Action item: Your reply should consist of one number: how many lines below contain "crate".

Source data:
>>>>

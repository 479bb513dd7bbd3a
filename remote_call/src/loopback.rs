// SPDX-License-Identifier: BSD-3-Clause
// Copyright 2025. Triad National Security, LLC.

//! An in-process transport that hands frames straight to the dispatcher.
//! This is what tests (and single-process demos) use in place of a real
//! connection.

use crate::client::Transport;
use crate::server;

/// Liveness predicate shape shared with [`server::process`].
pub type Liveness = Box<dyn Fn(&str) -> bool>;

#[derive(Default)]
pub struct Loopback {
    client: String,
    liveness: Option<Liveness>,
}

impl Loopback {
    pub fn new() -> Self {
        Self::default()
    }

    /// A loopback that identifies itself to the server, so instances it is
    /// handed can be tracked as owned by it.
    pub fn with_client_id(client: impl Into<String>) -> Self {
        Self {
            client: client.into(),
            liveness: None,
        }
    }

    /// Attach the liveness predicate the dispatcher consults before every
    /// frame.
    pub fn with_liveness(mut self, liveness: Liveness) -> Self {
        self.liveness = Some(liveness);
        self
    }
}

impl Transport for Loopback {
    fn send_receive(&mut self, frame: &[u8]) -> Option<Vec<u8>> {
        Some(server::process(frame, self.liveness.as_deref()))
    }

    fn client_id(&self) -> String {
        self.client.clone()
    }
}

<<<<

Task result: 2